Security Concerrn Over Snipback Cameras vs Hudl

I work for a school district and the AD is going to get rid of the hudl cameras and go with a company called snipbackai. From what I can tell these cameras are running tailscale on them and I am refusing to put them on the network. I am fearful that they will advertise our routes and be able to access everything on the subnet that the cameras are on. I know everyone is going to say well set up a different subnet, vlan, firewall rules etc and keep them in their play ground. It is the point that they have this running on the cameras and can at anytime do this and everyone seems to be fine with it. Does anyone have any experience with this company or cameras? I am paranoid in thinking this way? Here is their requirements that they sent me.

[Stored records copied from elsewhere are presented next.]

//! Selection-expression evaluation.
//!
//! Conditions are small C-preprocessor-style boolean expressions over macro
//! names (`USE_CLOCK_CUSTOM > 2`, `USE_CLOCK_NIXIE == NIXIE_NOHOLES && ...`).
//! An identifier missing from the store evaluates as its own name treated as
//! a string, which makes it unequal to every numeric literal and every other
//! name. Callers degrade any `Err` to a false condition.

use crate::defines::{MacroStore, MacroValue};
use crate::error::{Error, Result};

#[derive(Debug, Clone, PartialEq)]
enum Token {
    Ident(String),
    Int(i64),
    Float(f64),
    Str(String),
    Cmp(CmpOp),
    And,
    Or,
    LParen,
    RParen,
}

#[derive(Debug, Clone, Copy, PartialEq)]
enum CmpOp {
    Eq,
    Ne,
    Lt,
    Le,
    Gt,
    Ge,
}

#[derive(Debug, Clone)]
enum Expr {
    Lit(Value),
    Ident(String),
    Cmp {
        op: CmpOp,
        lhs: Box<Expr>,
        rhs: Box<Expr>,
    },
    And(Box<Expr>, Box<Expr>),
    Or(Box<Expr>, Box<Expr>),
}

#[derive(Debug, Clone, PartialEq)]
enum Value {
    Bool(bool),
    Int(i64),
    Float(f64),
    Str(String),
    // A presence-only macro; equal only to another one, unordered, falsy.
    Null,
}

impl Value {
    fn truthy(&self) -> bool {
        match self {
            Value::Bool(b) => *b,
            Value::Int(i) => *i != 0,
            Value::Float(f) => *f != 0.0,
            Value::Str(s) => !s.is_empty(),
            Value::Null => false,
        }
    }

    fn type_name(&self) -> &'static str {
        match self {
            Value::Bool(_) => "bool",
            Value::Int(_) => "int",
            Value::Float(_) => "float",
            Value::Str(_) => "string",
            Value::Null => "none",
        }
    }
}

fn lex(input: &str) -> Result<Vec<Token>> {
    let mut tokens = Vec::new();
    let mut chars = input.chars().peekable();

    while let Some(&c) = chars.peek() {
        match c {
            ' ' | '\t' => {
                chars.next();
            }
            '(' => {
                chars.next();
                tokens.push(Token::LParen);
            }
            ')' => {
                chars.next();
                tokens.push(Token::RParen);
            }
            '&' => {
                chars.next();
                if chars.next_if_eq(&'&').is_none() {
                    return Err(Error::msg("expected '&&'"));
                }
                tokens.push(Token::And);
            }
            '|' => {
                chars.next();
                if chars.next_if_eq(&'|').is_none() {
                    return Err(Error::msg("expected '||'"));
                }
                tokens.push(Token::Or);
            }
            '=' => {
                chars.next();
                if chars.next_if_eq(&'=').is_none() {
                    return Err(Error::msg("expected '==' (assignment is not supported)"));
                }
                tokens.push(Token::Cmp(CmpOp::Eq));
            }
            '!' => {
                chars.next();
                if chars.next_if_eq(&'=').is_none() {
                    return Err(Error::msg("expected '!='"));
                }
                tokens.push(Token::Cmp(CmpOp::Ne));
            }
            '<' => {
                chars.next();
                let op = if chars.next_if_eq(&'=').is_some() {
                    CmpOp::Le
                } else {
                    CmpOp::Lt
                };
                tokens.push(Token::Cmp(op));
            }
            '>' => {
                chars.next();
                let op = if chars.next_if_eq(&'=').is_some() {
                    CmpOp::Ge
                } else {
                    CmpOp::Gt
                };
                tokens.push(Token::Cmp(op));
            }
            '\'' | '"' => {
                let quote = c;
                chars.next();
                let mut s = String::new();
                loop {
                    match chars.next() {
                        Some(ch) if ch == quote => break,
                        Some(ch) => s.push(ch),
                        None => return Err(Error::msg("unterminated string literal")),
                    }
                }
                tokens.push(Token::Str(s));
            }
            _ if c.is_ascii_digit() || c == '-' => {
                tokens.push(lex_number(&mut chars)?);
            }
            _ if c.is_alphabetic() || c == '_' => {
                let mut name = String::new();
                while let Some(&ch) = chars.peek() {
                    if ch.is_alphanumeric() || ch == '_' {
                        name.push(ch);
                        chars.next();
                    } else {
                        break;
                    }
                }
                tokens.push(Token::Ident(name));
            }
            _ => return Err(Error::msg(format!("unexpected character '{c}'"))),
        }
    }
    Ok(tokens)
}

fn lex_number(chars: &mut std::iter::Peekable<std::str::Chars<'_>>) -> Result<Token> {
    let mut text = String::new();
    if chars.peek() == Some(&'-') {
        text.push('-');
        chars.next();
    }
    let mut saw_dot = false;
    while let Some(&ch) = chars.peek() {
        if ch.is_ascii_digit() || (ch == '.' && !saw_dot) {
            saw_dot |= ch == '.';
            text.push(ch);
            chars.next();
        } else {
            break;
        }
    }
    if let Ok(i) = text.parse::<i64>() {
        return Ok(Token::Int(i));
    }
    text.parse::<f64>()
        .map(Token::Float)
        .map_err(|_| Error::msg(format!("invalid number '{text}'")))
}

struct Parser {
    tokens: Vec<Token>,
    pos: usize,
}

impl Parser {
    fn peek(&self) -> Option<&Token> {
        self.tokens.get(self.pos)
    }

    fn next(&mut self) -> Option<Token> {
        let t = self.tokens.get(self.pos).cloned();
        if t.is_some() {
            self.pos += 1;
        }
        t
    }

    fn parse(mut self) -> Result<Expr> {
        let expr = self.parse_or()?;
        if self.peek().is_some() {
            return Err(Error::msg("trailing input after expression"));
        }
        Ok(expr)
    }

    fn parse_or(&mut self) -> Result<Expr> {
        let mut lhs = self.parse_and()?;
        while self.peek() == Some(&Token::Or) {
            self.next();
            let rhs = self.parse_and()?;
            lhs = Expr::Or(Box::new(lhs), Box::new(rhs));
        }
        Ok(lhs)
    }

    fn parse_and(&mut self) -> Result<Expr> {
        let mut lhs = self.parse_cmp()?;
        while self.peek() == Some(&Token::And) {
            self.next();
            let rhs = self.parse_cmp()?;
            lhs = Expr::And(Box::new(lhs), Box::new(rhs));
        }
        Ok(lhs)
    }

    fn parse_cmp(&mut self) -> Result<Expr> {
        let mut lhs = self.parse_primary()?;
        while let Some(&Token::Cmp(op)) = self.peek() {
            self.next();
            let rhs = self.parse_primary()?;
            lhs = Expr::Cmp {
                op,
                lhs: Box::new(lhs),
                rhs: Box::new(rhs),
            };
        }
        Ok(lhs)
    }

    fn parse_primary(&mut self) -> Result<Expr> {
        match self.next() {
            Some(Token::LParen) => {
                let expr = self.parse_or()?;
                match self.next() {
                    Some(Token::RParen) => Ok(expr),
                    _ => Err(Error::msg("expected ')'")),
                }
            }
            Some(Token::Ident(name)) => Ok(Expr::Ident(name)),
            Some(Token::Int(i)) => Ok(Expr::Lit(Value::Int(i))),
            Some(Token::Float(f)) => Ok(Expr::Lit(Value::Float(f))),
            Some(Token::Str(s)) => Ok(Expr::Lit(Value::Str(s))),
            Some(t) => Err(Error::msg(format!("unexpected token {t:?}"))),
            None => Err(Error::msg("unexpected end of expression")),
        }
    }
}

fn lookup(name: &str, store: &MacroStore) -> Value {
    match store.get(name) {
        Some(MacroValue::Int(i)) => Value::Int(*i),
        Some(MacroValue::Float(f)) => Value::Float(*f),
        Some(MacroValue::Str(s)) => Value::Str(s.clone()),
        Some(MacroValue::Defined) => Value::Null,
        // Undefined names degrade to their own spelling as a string.
        None => Value::Str(name.to_string()),
    }
}

fn values_equal(lhs: &Value, rhs: &Value) -> bool {
    match (lhs, rhs) {
        (Value::Int(a), Value::Int(b)) => a == b,
        (Value::Float(a), Value::Float(b)) => a == b,
        (Value::Int(a), Value::Float(b)) | (Value::Float(b), Value::Int(a)) => *a as f64 == *b,
        (Value::Str(a), Value::Str(b)) => a == b,
        (Value::Bool(a), Value::Bool(b)) => a == b,
        (Value::Null, Value::Null) => true,
        // Mismatched types are unequal, never an error.
        _ => false,
    }
}

fn values_ordering(op: CmpOp, lhs: &Value, rhs: &Value) -> Result<bool> {
    let ord = match (lhs, rhs) {
        (Value::Int(a), Value::Int(b)) => a.partial_cmp(b),
        (Value::Int(a), Value::Float(b)) => (*a as f64).partial_cmp(b),
        (Value::Float(a), Value::Int(b)) => a.partial_cmp(&(*b as f64)),
        (Value::Float(a), Value::Float(b)) => a.partial_cmp(b),
        (Value::Str(a), Value::Str(b)) => Some(a.cmp(b)),
        _ => {
            return Err(Error::msg(format!(
                "cannot order {} against {}",
                lhs.type_name(),
                rhs.type_name()
            )));
        }
    };
    // NaN orders as false on every side, like the host language the original
    // scripts evaluated under.
    let Some(ord) = ord else { return Ok(false) };
    Ok(match op {
        CmpOp::Lt => ord.is_lt(),
        CmpOp::Le => ord.is_le(),
        CmpOp::Gt => ord.is_gt(),
        CmpOp::Ge => ord.is_ge(),
        CmpOp::Eq | CmpOp::Ne => unreachable!("equality handled separately"),
    })
}

fn eval(expr: &Expr, store: &MacroStore) -> Result<Value> {
    match expr {
        Expr::Lit(v) => Ok(v.clone()),
        Expr::Ident(name) => Ok(lookup(name, store)),
        Expr::Cmp { op, lhs, rhs } => {
            let l = eval(lhs, store)?;
            let r = eval(rhs, store)?;
            let result = match op {
                CmpOp::Eq => values_equal(&l, &r),
                CmpOp::Ne => !values_equal(&l, &r),
                _ => values_ordering(*op, &l, &r)?,
            };
            Ok(Value::Bool(result))
        }
        Expr::And(lhs, rhs) => {
            if !eval(lhs, store)?.truthy() {
                return Ok(Value::Bool(false));
            }
            Ok(Value::Bool(eval(rhs, store)?.truthy()))
        }
        Expr::Or(lhs, rhs) => {
            if eval(lhs, store)?.truthy() {
                return Ok(Value::Bool(true));
            }
            Ok(Value::Bool(eval(rhs, store)?.truthy()))
        }
    }
}

/// Evaluates a selection expression against the store. Lexing, parsing and
/// type errors all surface as `Err`; the planner treats those as a false
/// condition and keeps going.
pub fn evaluate(expression: &str, store: &MacroStore) -> Result<bool> {
    let tokens = lex(expression)?;
    let parser = Parser { tokens, pos: 0 };
    let expr = parser.parse()?;
    Ok(eval(&expr, store)?.truthy())
}

#[cfg(test)]
mod tests {
    use super::*;
    use crate::defines::MacroValue;

    fn store() -> MacroStore {
        MacroStore::from([
            ("USE_CLOCK_CUSTOM", MacroValue::Int(3)),
            ("SCALE", MacroValue::Float(1.5)),
            ("BOARD", MacroValue::Str("esp32s3".into())),
            ("FEATURE_FLAG", MacroValue::Defined),
        ])
    }

    #[test]
    fn numeric_comparisons() {
        let s = store();
        assert!(evaluate("USE_CLOCK_CUSTOM > 2", &s).unwrap());
        assert!(!evaluate("USE_CLOCK_CUSTOM > 3", &s).unwrap());
        assert!(evaluate("USE_CLOCK_CUSTOM >= 3", &s).unwrap());
        assert!(evaluate("SCALE < 2", &s).unwrap());
        assert!(evaluate("USE_CLOCK_CUSTOM == 3.0", &s).unwrap());
    }

    #[test]
    fn undefined_identifier_degrades_to_its_own_name() {
        let s = store();
        assert!(!evaluate("UNKNOWN_FLAG == 1", &s).unwrap());
        assert!(evaluate("UNKNOWN_FLAG != 1", &s).unwrap());
        assert!(evaluate("UNKNOWN_FLAG == 'UNKNOWN_FLAG'", &s).unwrap());
        // Two distinct undefined names are unequal strings.
        assert!(!evaluate("NIXIE_HOLES == NIXIE_NOHOLES", &s).unwrap());
        // Ordering a name string against a number is a (caught) failure.
        assert!(evaluate("UNKNOWN_FLAG > 0", &s).is_err());
    }

    #[test]
    fn string_values_compare_as_strings() {
        let s = store();
        assert!(evaluate("BOARD == 'esp32s3'", &s).unwrap());
        assert!(evaluate("BOARD != \"esp32\"", &s).unwrap());
        assert!(evaluate("BOARD > 'esp32'", &s).unwrap());
    }

    #[test]
    fn presence_only_macros_are_null_like() {
        let s = store();
        assert!(!evaluate("FEATURE_FLAG == 1", &s).unwrap());
        assert!(!evaluate("FEATURE_FLAG", &s).unwrap());
        assert!(evaluate("FEATURE_FLAG < 1", &s).is_err());
    }

    #[test]
    fn boolean_operators_and_truthiness() {
        let s = store();
        assert!(evaluate("USE_CLOCK_CUSTOM > 0 && BOARD == 'esp32s3'", &s).unwrap());
        assert!(evaluate("USE_CLOCK_CUSTOM > 9 || SCALE > 1", &s).unwrap());
        assert!(evaluate("(USE_CLOCK_CUSTOM > 9 || SCALE > 1) && BOARD", &s).unwrap());
        // Truthiness of a bare defined value.
        assert!(evaluate("USE_CLOCK_CUSTOM", &s).unwrap());
        // An undefined name degrades to a non-empty string, which is truthy.
        assert!(evaluate("UNDEFINED && USE_CLOCK_CUSTOM > 0", &s).unwrap());
    }

    #[test]
    fn malformed_expressions_error_instead_of_panicking() {
        let s = store();
        assert!(evaluate("((", &s).is_err());
        assert!(evaluate("USE_CLOCK_CUSTOM >", &s).is_err());
        assert!(evaluate("USE_CLOCK_CUSTOM = 3", &s).is_err());
        assert!(evaluate("A & B", &s).is_err());
        assert!(evaluate("'unterminated", &s).is_err());
        assert!(evaluate("1 2", &s).is_err());
    }
}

Snipback Facility Cam Controller
Network Requirements – Technical

  1. Deployment Model
    Linux-based
    Outbound-only connectivity (no inbound firewall rules required)
    All application traffic encrypted (TLS 1.2+)
    No public IP address required
    No port forwarding required
    Controller Device:
  2. Required Outbound Access
    A. Core Application Traffic (HTTPS)
    Allow outbound:
    TCP 443
    To the following domains:
    *.snipback.com
    *.cloudflare.com
    *.r2.cloudflarestorage.com
    ports.ubuntu.com
    *.ubuntu.com
    *.docker.io
    *.docker.com
    TCP 8443
    stream.snipback.com
    UDP 123
    Allow outbound NTP traffic for pool.ntp.org via port UDP port 123
    pool.ntp.org
    Notes:DNS-based allowlisting is preferred.
    Cloudflare IP ranges are dynamic and may change.
    All traffic is encrypted via HTTPS.
    B. Tailscale Secure Connectivity (Required)
    Tailscale is used to manage and monitor our controller.
    Allow outbound:
    UDP 41641 (Preferred)
    UDP 3478
    TCP 443 (Fallback)
    TCP 80 (Fallback)
    To:
    .tailscale.com
    login.tailscale.com
    controlplane.tailscale.com
    derp
    .tailscale.com
    Important:
    No inbound firewall rules required.
    All connectivity is outbound-initiated.
    End-to-end encrypted using WireGuard.
    If outbound UDP is blocked, Tailscale can operate over TCP 443 (with reduced
    performance).
  3. DNS Requirements
    Allow outbound DNS resolution:
    UDP 53 and/or TCP 53 to district DNS servers
    Device must resolve public DNS records for:
    *.snipback.com
    *.cloudflare.com
    *.tailscale.com4. Security Notes
    No inbound ports required
    No exposed services
    No public-facing endpoints
    No static public IP required
    If SSL/TLS inspection is enabled, exclude:
    *.snipback.com
    *.tailscale.com
    In order to ensure secure and stable connection with our network please ensure all traffic
    for Tailscale is not intercpeted by SSL inspection.

I know it is not the answer you want to hear but I would just put these on their own network / VLAN to avoid any issues or security concerns.

That was the plan but what bothers me the most is that any point they could advertise the route out and have access to the entire subnet without anyone knowing. Seems to me it is already a shady operation.

If they are on their own subnet I don’t see why that matter.

Vlan hopping attacks would be the only concern at that point.

Can you set up the firewall to block tailscale on that vlan, then they can’t get out. Or, do they even need to get out to the internet for anything? Will they work if you set their gateway to something that doesn’t exist, or do they need to phone home to even turn on?

I’ll agree, they sound kind of problematic, why would they need tailscale to get out or back into your system?

Although possible, its highly unlikely that would happen.

Yes.

No one can tell you this. You have to try and see. Possibly perform a packet capture so you can clearly see whats going on. What i can tell you is my experience with D-Link wifi cameras that have ONVIF/RTSP support. When these cameras are connected via wifi, and you limit their access to local network only, they constantly reboot their internal wifi every 5 minutes in order to “resolve connectivity issue”, and by doing that, they disconnect from local network as well and disconnect from NVR. As soon as i allow access to internet, rebooting stops. Fortunately these cameras have LAN ports as well, so i made them all wired and now they have no issue being in local network only. If these crappy D-Link cameras do that, i dont see why any other manufacturer would do the same. Or worse.

Because Tailscale is cheaper to implement. No need to invest tons of money to create entire camera network. They can just spin up Headscale server somewhere, and all cameras connect to that server. I would not buy or implement such devices in my network. If this decision is not on you, make sure you let everyone know that those devices pose security risk and they would be responsible for any damages. Not you. And get that in writing.